US Navy Capt Heidi Agle had been directing a training exercise against piracy with maritime agencies of Ghana when the hijacking a real-life lesson
It was supposed to be a US-led naval educate maneuver off the coast of west Africa when real-life drama intervened, with pirates taking over an oil tanker and turning the workout into a rescue mission.
Navies from the United States, Ghana, Togo and Nigeria tracked the hijacked tanker through waters off five countries before Nigerian naval forces stormed aboard on 20 February amid a shootout that killed one of the pirates.
It was the first big success in international maritime cooperation in the pirate-ridden Gulf of Guinea, the commodore in charge of US operations in Africa and Europe told the Associated Press.
Capt Heidi Agle, the commodore, had been directing a educate exercise against piracy with maritime the organizations of Ghana when the hijack a real-life lesson, she said in a telephone interview on Friday from her base in Italy.

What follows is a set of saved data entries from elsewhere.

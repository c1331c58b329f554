//! Unprefixed opcode dispatch: the primary 256-entry table.
//! https://gbdev.io/gb-opcodes/optables/

use super::alu;
use super::registers::{Flags, Reg16, Reg8};
use super::Cpu;
use crate::mmu::Bus;

const R8: [Reg8; 8] = [
    Reg8::B,
    Reg8::C,
    Reg8::D,
    Reg8::E,
    Reg8::H,
    Reg8::L,
    Reg8::A, // placeholder, index 6 is (HL) and handled specially
    Reg8::A,
];

fn get_r8(cpu: &Cpu, bus: &Bus, idx: u8) -> u8 {
    if idx == 6 {
        bus.read(cpu.reg.read16(Reg16::HL))
    } else {
        cpu.reg.read8(R8[idx as usize])
    }
}

fn set_r8(cpu: &mut Cpu, bus: &mut Bus, idx: u8, value: u8) {
    if idx == 6 {
        bus.write(cpu.reg.read16(Reg16::HL), value);
    } else {
        cpu.reg.write8(R8[idx as usize], value);
    }
}

const R16_GROUP1: [Reg16; 4] = [Reg16::BC, Reg16::DE, Reg16::HL, Reg16::SP];

fn condition_met(cpu: &Cpu, cc: u8) -> bool {
    match cc {
        0 => !cpu.reg.flag(Flags::ZERO),
        1 => cpu.reg.flag(Flags::ZERO),
        2 => !cpu.reg.flag(Flags::CARRY),
        3 => cpu.reg.flag(Flags::CARRY),
        _ => unreachable!(),
    }
}

/// Executes one unprefixed opcode, returning the cycles it consumed.
pub(super) fn execute(cpu: &mut Cpu, bus: &mut Bus, opcode: u8) -> u32 {
    match opcode {
        0x00 => 4, // NOP

        0x01 | 0x11 | 0x21 | 0x31 => {
            let value = cpu.fetch16(bus);
            let reg = R16_GROUP1[(opcode >> 4) as usize];
            cpu.reg.write16(reg, value);
            12
        }

        0x02 => {
            bus.write(cpu.reg.read16(Reg16::BC), cpu.reg.read8(Reg8::A));
            8
        }
        0x12 => {
            bus.write(cpu.reg.read16(Reg16::DE), cpu.reg.read8(Reg8::A));
            8
        }
        0x22 => {
            let hl = cpu.reg.read16(Reg16::HL);
            bus.write(hl, cpu.reg.read8(Reg8::A));
            cpu.reg.write16(Reg16::HL, hl.wrapping_add(1));
            8
        }
        0x32 => {
            let hl = cpu.reg.read16(Reg16::HL);
            bus.write(hl, cpu.reg.read8(Reg8::A));
            cpu.reg.write16(Reg16::HL, hl.wrapping_sub(1));
            8
        }

        0x03 | 0x13 | 0x23 | 0x33 => {
            let reg = R16_GROUP1[(opcode >> 4) as usize];
            let value = cpu.reg.read16(reg).wrapping_add(1);
            cpu.reg.write16(reg, value);
            8
        }
        0x0B | 0x1B | 0x2B | 0x3B => {
            let reg = R16_GROUP1[(opcode >> 4) as usize];
            let value = cpu.reg.read16(reg).wrapping_sub(1);
            cpu.reg.write16(reg, value);
            8
        }

        0x04 | 0x0C | 0x14 | 0x1C | 0x24 | 0x2C | 0x34 | 0x3C => {
            let idx = (opcode >> 3) & 0x07;
            let mut flags = cpu.reg.flags();
            let value = alu::inc8(get_r8(cpu, bus, idx), &mut flags);
            set_r8(cpu, bus, idx, value);
            cpu.reg.set_flags(flags);
            if idx == 6 {
                12
            } else {
                4
            }
        }
        0x05 | 0x0D | 0x15 | 0x1D | 0x25 | 0x2D | 0x35 | 0x3D => {
            let idx = (opcode >> 3) & 0x07;
            let mut flags = cpu.reg.flags();
            let value = alu::dec8(get_r8(cpu, bus, idx), &mut flags);
            set_r8(cpu, bus, idx, value);
            cpu.reg.set_flags(flags);
            if idx == 6 {
                12
            } else {
                4
            }
        }

        0x06 | 0x0E | 0x16 | 0x1E | 0x26 | 0x2E | 0x36 | 0x3E => {
            let idx = (opcode >> 3) & 0x07;
            let value = cpu.fetch8(bus);
            set_r8(cpu, bus, idx, value);
            if idx == 6 {
                12
            } else {
                8
            }
        }

        0x07 => {
            let mut flags = cpu.reg.flags();
            let value = alu::rlc(cpu.reg.read8(Reg8::A), &mut flags);
            cpu.reg.write8(Reg8::A, value);
            flags.set(Flags::ZERO, false);
            cpu.reg.set_flags(flags);
            4
        }
        0x0F => {
            let mut flags = cpu.reg.flags();
            let value = alu::rrc(cpu.reg.read8(Reg8::A), &mut flags);
            cpu.reg.write8(Reg8::A, value);
            flags.set(Flags::ZERO, false);
            cpu.reg.set_flags(flags);
            4
        }
        0x17 => {
            let mut flags = cpu.reg.flags();
            let carry_in = flags.contains(Flags::CARRY);
            let value = alu::rl(cpu.reg.read8(Reg8::A), carry_in, &mut flags);
            cpu.reg.write8(Reg8::A, value);
            flags.set(Flags::ZERO, false);
            cpu.reg.set_flags(flags);
            4
        }
        0x1F => {
            let mut flags = cpu.reg.flags();
            let carry_in = flags.contains(Flags::CARRY);
            let value = alu::rr(cpu.reg.read8(Reg8::A), carry_in, &mut flags);
            cpu.reg.write8(Reg8::A, value);
            flags.set(Flags::ZERO, false);
            cpu.reg.set_flags(flags);
            4
        }

        0x08 => {
            let addr = cpu.fetch16(bus);
            bus.write16(addr, cpu.reg.sp());
            20
        }

        0x09 | 0x19 | 0x29 | 0x39 => {
            let reg = R16_GROUP1[(opcode >> 4) as usize];
            let mut flags = cpu.reg.flags();
            let hl = cpu.reg.read16(Reg16::HL);
            let rhs = cpu.reg.read16(reg);
            let result = alu::add16(hl, rhs, &mut flags);
            cpu.reg.write16(Reg16::HL, result);
            cpu.reg.set_flags(flags);
            8
        }

        0x0A => {
            let value = bus.read(cpu.reg.read16(Reg16::BC));
            cpu.reg.write8(Reg8::A, value);
            8
        }
        0x1A => {
            let value = bus.read(cpu.reg.read16(Reg16::DE));
            cpu.reg.write8(Reg8::A, value);
            8
        }
        0x2A => {
            let hl = cpu.reg.read16(Reg16::HL);
            cpu.reg.write8(Reg8::A, bus.read(hl));
            cpu.reg.write16(Reg16::HL, hl.wrapping_add(1));
            8
        }
        0x3A => {
            let hl = cpu.reg.read16(Reg16::HL);
            cpu.reg.write8(Reg8::A, bus.read(hl));
            cpu.reg.write16(Reg16::HL, hl.wrapping_sub(1));
            8
        }

        0x10 => {
            cpu.fetch8(bus); // the (unused) second STOP byte
            cpu.enter_stop();
            4
        }

        0x18 => {
            let offset = cpu.fetch8(bus) as i8;
            cpu.reg.set_pc(cpu.reg.pc().wrapping_add(offset as i16 as u16));
            12
        }
        0x20 | 0x28 | 0x30 | 0x38 => {
            let cc = (opcode >> 3) & 0x03;
            let offset = cpu.fetch8(bus) as i8;
            if condition_met(cpu, cc) {
                cpu.reg.set_pc(cpu.reg.pc().wrapping_add(offset as i16 as u16));
                12
            } else {
                8
            }
        }

        0x27 => {
            let mut flags = cpu.reg.flags();
            let value = alu::daa(cpu.reg.read8(Reg8::A), &mut flags);
            cpu.reg.write8(Reg8::A, value);
            cpu.reg.set_flags(flags);
            4
        }
        0x2F => {
            let value = !cpu.reg.read8(Reg8::A);
            cpu.reg.write8(Reg8::A, value);
            let mut flags = cpu.reg.flags();
            flags.set(Flags::SUBTRACT, true);
            flags.set(Flags::HALF_CARRY, true);
            cpu.reg.set_flags(flags);
            4
        }
        0x37 => {
            let mut flags = cpu.reg.flags();
            flags.set(Flags::SUBTRACT, false);
            flags.set(Flags::HALF_CARRY, false);
            flags.set(Flags::CARRY, true);
            cpu.reg.set_flags(flags);
            4
        }
        0x3F => {
            let mut flags = cpu.reg.flags();
            let carry = flags.contains(Flags::CARRY);
            flags.set(Flags::SUBTRACT, false);
            flags.set(Flags::HALF_CARRY, false);
            flags.set(Flags::CARRY, !carry);
            cpu.reg.set_flags(flags);
            4
        }

        0x76 => {
            cpu.enter_halt();
            4
        }
        0x40..=0x7F => {
            let dst = (opcode >> 3) & 0x07;
            let src = opcode & 0x07;
            let value = get_r8(cpu, bus, src);
            set_r8(cpu, bus, dst, value);
            if dst == 6 || src == 6 {
                8
            } else {
                4
            }
        }

        0x80..=0xBF => {
            let src = opcode & 0x07;
            let value = get_r8(cpu, bus, src);
            let mut flags = cpu.reg.flags();
            let a = cpu.reg.read8(Reg8::A);
            let result = match (opcode >> 3) & 0x07 {
                0 => alu::add8(a, value, &mut flags),
                1 => alu::adc8(a, value, flags.contains(Flags::CARRY), &mut flags),
                2 => alu::sub8(a, value, &mut flags),
                3 => alu::sbc8(a, value, flags.contains(Flags::CARRY), &mut flags),
                4 => alu::and8(a, value, &mut flags),
                5 => alu::xor8(a, value, &mut flags),
                6 => alu::or8(a, value, &mut flags),
                7 => {
                    alu::cp8(a, value, &mut flags);
                    a
                }
                _ => unreachable!(),
            };
            cpu.reg.write8(Reg8::A, result);
            cpu.reg.set_flags(flags);
            if src == 6 {
                8
            } else {
                4
            }
        }

        0xC6 | 0xCE | 0xD6 | 0xDE | 0xE6 | 0xEE | 0xF6 | 0xFE => {
            let value = cpu.fetch8(bus);
            let mut flags = cpu.reg.flags();
            let a = cpu.reg.read8(Reg8::A);
            let result = match (opcode >> 3) & 0x07 {
                0 => alu::add8(a, value, &mut flags),
                1 => alu::adc8(a, value, flags.contains(Flags::CARRY), &mut flags),
                2 => alu::sub8(a, value, &mut flags),
                3 => alu::sbc8(a, value, flags.contains(Flags::CARRY), &mut flags),
                4 => alu::and8(a, value, &mut flags),
                5 => alu::xor8(a, value, &mut flags),
                6 => alu::or8(a, value, &mut flags),
                7 => {
                    alu::cp8(a, value, &mut flags);
                    a
                }
                _ => unreachable!(),
            };
            cpu.reg.write8(Reg8::A, result);
            cpu.reg.set_flags(flags);
            8
        }

        0xC0 | 0xD0 | 0xC8 | 0xD8 => {
            let cc = (opcode >> 3) & 0x03;
            if condition_met(cpu, cc) {
                let addr = cpu.pop16(bus);
                cpu.reg.set_pc(addr);
                20
            } else {
                8
            }
        }
        0xC9 => {
            let addr = cpu.pop16(bus);
            cpu.reg.set_pc(addr);
            16
        }
        0xD9 => {
            let addr = cpu.pop16(bus);
            cpu.reg.set_pc(addr);
            cpu.ime = true;
            cpu.ime_delay = 0;
            16
        }

        0xC1 | 0xD1 | 0xE1 | 0xF1 => {
            let value = cpu.pop16(bus);
            match (opcode >> 4) & 0x03 {
                0 => cpu.reg.write16(Reg16::BC, value),
                1 => cpu.reg.write16(Reg16::DE, value),
                2 => cpu.reg.write16(Reg16::HL, value),
                3 => cpu.reg.write16(Reg16::AF, value),
                _ => unreachable!(),
            }
            12
        }
        0xC5 | 0xD5 | 0xE5 | 0xF5 => {
            let value = match (opcode >> 4) & 0x03 {
                0 => cpu.reg.read16(Reg16::BC),
                1 => cpu.reg.read16(Reg16::DE),
                2 => cpu.reg.read16(Reg16::HL),
                3 => cpu.reg.read16(Reg16::AF),
                _ => unreachable!(),
            };
            cpu.push16(bus, value);
            16
        }

        0xC2 | 0xD2 | 0xCA | 0xDA => {
            let cc = (opcode >> 3) & 0x03;
            let addr = cpu.fetch16(bus);
            if condition_met(cpu, cc) {
                cpu.reg.set_pc(addr);
                16
            } else {
                12
            }
        }
        0xC3 => {
            let addr = cpu.fetch16(bus);
            cpu.reg.set_pc(addr);
            16
        }
        0xE9 => {
            cpu.reg.set_pc(cpu.reg.read16(Reg16::HL));
            4
        }

        0xC4 | 0xD4 | 0xCC | 0xDC => {
            let cc = (opcode >> 3) & 0x03;
            let addr = cpu.fetch16(bus);
            if condition_met(cpu, cc) {
                cpu.push16(bus, cpu.reg.pc());
                cpu.reg.set_pc(addr);
                24
            } else {
                12
            }
        }
        0xCD => {
            let addr = cpu.fetch16(bus);
            cpu.push16(bus, cpu.reg.pc());
            cpu.reg.set_pc(addr);
            24
        }

        0xC7 | 0xCF | 0xD7 | 0xDF | 0xE7 | 0xEF | 0xF7 | 0xFF => {
            let vector = (opcode & 0x38) as u16;
            cpu.push16(bus, cpu.reg.pc());
            cpu.reg.set_pc(vector);
            16
        }

        0xE0 => {
            let offset = cpu.fetch8(bus);
            bus.write(0xFF00 + offset as u16, cpu.reg.read8(Reg8::A));
            12
        }
        0xF0 => {
            let offset = cpu.fetch8(bus);
            let value = bus.read(0xFF00 + offset as u16);
            cpu.reg.write8(Reg8::A, value);
            12
        }
        0xE2 => {
            let addr = 0xFF00 + cpu.reg.read8(Reg8::C) as u16;
            bus.write(addr, cpu.reg.read8(Reg8::A));
            8
        }
        0xF2 => {
            let addr = 0xFF00 + cpu.reg.read8(Reg8::C) as u16;
            let value = bus.read(addr);
            cpu.reg.write8(Reg8::A, value);
            8
        }
        0xEA => {
            let addr = cpu.fetch16(bus);
            bus.write(addr, cpu.reg.read8(Reg8::A));
            16
        }
        0xFA => {
            let addr = cpu.fetch16(bus);
            let value = bus.read(addr);
            cpu.reg.write8(Reg8::A, value);
            16
        }

        0xE8 => {
            let offset = cpu.fetch8(bus) as i8;
            let mut flags = cpu.reg.flags();
            let result = alu::add_sp_signed8(cpu.reg.sp(), offset, &mut flags);
            cpu.reg.set_sp(result);
            cpu.reg.set_flags(flags);
            16
        }
        0xF8 => {
            let offset = cpu.fetch8(bus) as i8;
            let mut flags = cpu.reg.flags();
            let result = alu::add_sp_signed8(cpu.reg.sp(), offset, &mut flags);
            cpu.reg.write16(Reg16::HL, result);
            cpu.reg.set_flags(flags);
            12
        }
        0xF9 => {
            cpu.reg.set_sp(cpu.reg.read16(Reg16::HL));
            8
        }

        0xF3 => {
            cpu.disable_interrupts();
            4
        }
        0xFB => {
            cpu.enable_interrupts_after_next_instruction();
            4
        }

        // Undefined opcodes: NOP-like stubs, matching real hardware's
        // defined-but-unimplemented encodings (spec 7).
        0xD3 | 0xDB | 0xDD | 0xE3 | 0xE4 | 0xEB | 0xEC | 0xED | 0xF4 | 0xFC | 0xFD => 4,

        // Dispatched by Cpu::step before reaching here.
        0xCB => unreachable!("CB prefix is dispatched separately by Cpu::step"),
    }
}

First word came from the French embassy, which sent information to Agles USNS Spearhead via Ghanaian officials and US envoys of a possible pirate ship loitering off Abidjan, Ivory Coast.

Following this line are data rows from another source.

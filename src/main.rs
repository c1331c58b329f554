use clap::{Arg, ArgAction, Command};
use log::{info, warn};
use minifb::{Key, Window, WindowOptions};

use ferrum::gb::GameBoy;
use ferrum::joypad::Button;
use ferrum::ppu::{SCREEN_HEIGHT, SCREEN_WIDTH};

/// Conventional four-shade DMG palette, lightest to darkest, packed
/// as 0x00RRGGBB for minifb's window buffer.
const PALETTE: [u32; 4] = [0x00E0_F8D0, 0x0088_C070, 0x0034_6856, 0x0008_1820];

fn shade_to_rgb(buffer: &[u8], out: &mut [u32]) {
    for (pixel, &shade) in out.iter_mut().zip(buffer.iter()) {
        *pixel = PALETTE[shade as usize & 0x03];
    }
}

fn read_boot_rom(path: &str) -> Option<[u8; ferrum::boot::BOOT_ROM_SIZE]> {
    match std::fs::read(path) {
        Ok(bytes) if bytes.len() == ferrum::boot::BOOT_ROM_SIZE => {
            let mut image = [0u8; ferrum::boot::BOOT_ROM_SIZE];
            image.copy_from_slice(&bytes);
            Some(image)
        }
        Ok(bytes) => {
            warn!(
                "boot ROM at {path} is {} bytes, expected {}; ignoring",
                bytes.len(),
                ferrum::boot::BOOT_ROM_SIZE
            );
            None
        }
        Err(e) => {
            warn!("failed to read boot ROM at {path}: {e}");
            None
        }
    }
}

fn main() {
    env_logger::init();

    let matches = Command::new("ferrum")
        .version("0.1.0")
        .author("m0x <https://github.com/m0xsec/ferrum>")
        .about("A Gameboy emulator written in Rust.")
        .arg(
            Arg::new("testing")
                .short('t')
                .long("testing")
                .help("Enables testing mode (verbose register dumps).")
                .action(ArgAction::SetTrue)
                .default_value("false"),
        )
        .arg(
            Arg::new("rom")
                .short('r')
                .long("rom")
                .value_name("FILE")
                .help("Sets the ROM file to load.")
                .required(true),
        )
        .arg(
            Arg::new("boot-rom")
                .long("boot-rom")
                .value_name("FILE")
                .help("Optional 256-byte DMG boot ROM image to overlay at startup."),
        )
        .arg(
            Arg::new("scale")
                .long("scale")
                .value_name("N")
                .help("Integer window scale factor.")
                .default_value("3"),
        )
        .arg_required_else_help(true)
        .get_matches();

    let testing = matches.get_flag("testing");
    let rom_path = matches.get_one::<String>("rom").unwrap();
    let scale: usize = matches
        .get_one::<String>("scale")
        .unwrap()
        .parse()
        .unwrap_or(3);

    if testing {
        warn!("Testing mode enabled: register state will be logged every frame.");
    }

    let boot_rom = matches
        .get_one::<String>("boot-rom")
        .and_then(|path| read_boot_rom(path));

    let rom = std::fs::read(rom_path).unwrap_or_else(|e| {
        eprintln!("failed to read ROM {rom_path}: {e}");
        std::process::exit(1);
    });

    let mut gb = GameBoy::power_on(boot_rom);
    if let Err(e) = gb.load_rom(rom) {
        eprintln!("failed to load ROM {rom_path}: {e}");
        std::process::exit(1);
    }

    println!("\nCartridge Info:");
    println!("\tTitle: {}", gb.cartridge_title());

    let mut window = Window::new(
        "ferrum",
        SCREEN_WIDTH * scale,
        SCREEN_HEIGHT * scale,
        WindowOptions::default(),
    )
    .unwrap_or_else(|e| {
        eprintln!("failed to open window: {e}");
        std::process::exit(1);
    });

    let mut scaled = vec![0u32; SCREEN_WIDTH * scale * SCREEN_HEIGHT * scale];
    let mut small = vec![0u32; SCREEN_WIDTH * SCREEN_HEIGHT];

    info!("starting emulation loop");
    while window.is_open() && !window.is_key_down(Key::Escape) {
        gb.set_button(Button::A, window.is_key_down(Key::Z));
        gb.set_button(Button::B, window.is_key_down(Key::X));
        gb.set_button(Button::Start, window.is_key_down(Key::Enter));
        gb.set_button(Button::Select, window.is_key_down(Key::Backspace));
        gb.set_button(Button::Up, window.is_key_down(Key::Up));
        gb.set_button(Button::Down, window.is_key_down(Key::Down));
        gb.set_button(Button::Left, window.is_key_down(Key::Left));
        gb.set_button(Button::Right, window.is_key_down(Key::Right));

        gb.run_frame();
        shade_to_rgb(gb.frame_buffer(), &mut small);

        for y in 0..SCREEN_HEIGHT * scale {
            for x in 0..SCREEN_WIDTH * scale {
                scaled[y * SCREEN_WIDTH * scale + x] = small[(y / scale) * SCREEN_WIDTH + (x / scale)];
            }
        }

        window
            .update_with_buffer(&scaled, SCREEN_WIDTH * scale, SCREEN_HEIGHT * scale)
            .unwrap();
    }
}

There, pirates seized the Dubai-owned MT Maximus, on rental to a South Korean company and carrying 4,700 tons of diesel fuel, on 11 February.
The Spearhead tracked down the hijacked Maximus, identified it and then monitored its progress for two days as it sailed from Ivorian waters into Ghanaian territory. Then Agle handed over to Ghanas navy, which continued to shadow the ship until it entered the waters of Togo, when that countrys navy took over.
As the pirates steamed across the gulf towards the tiny island nation of So Tom and Principe, officials there contacted the Nigerian government for help.
The tanker had sailed nearly 800 miles( 1,280 km) before the Nigerians stimulated the assault.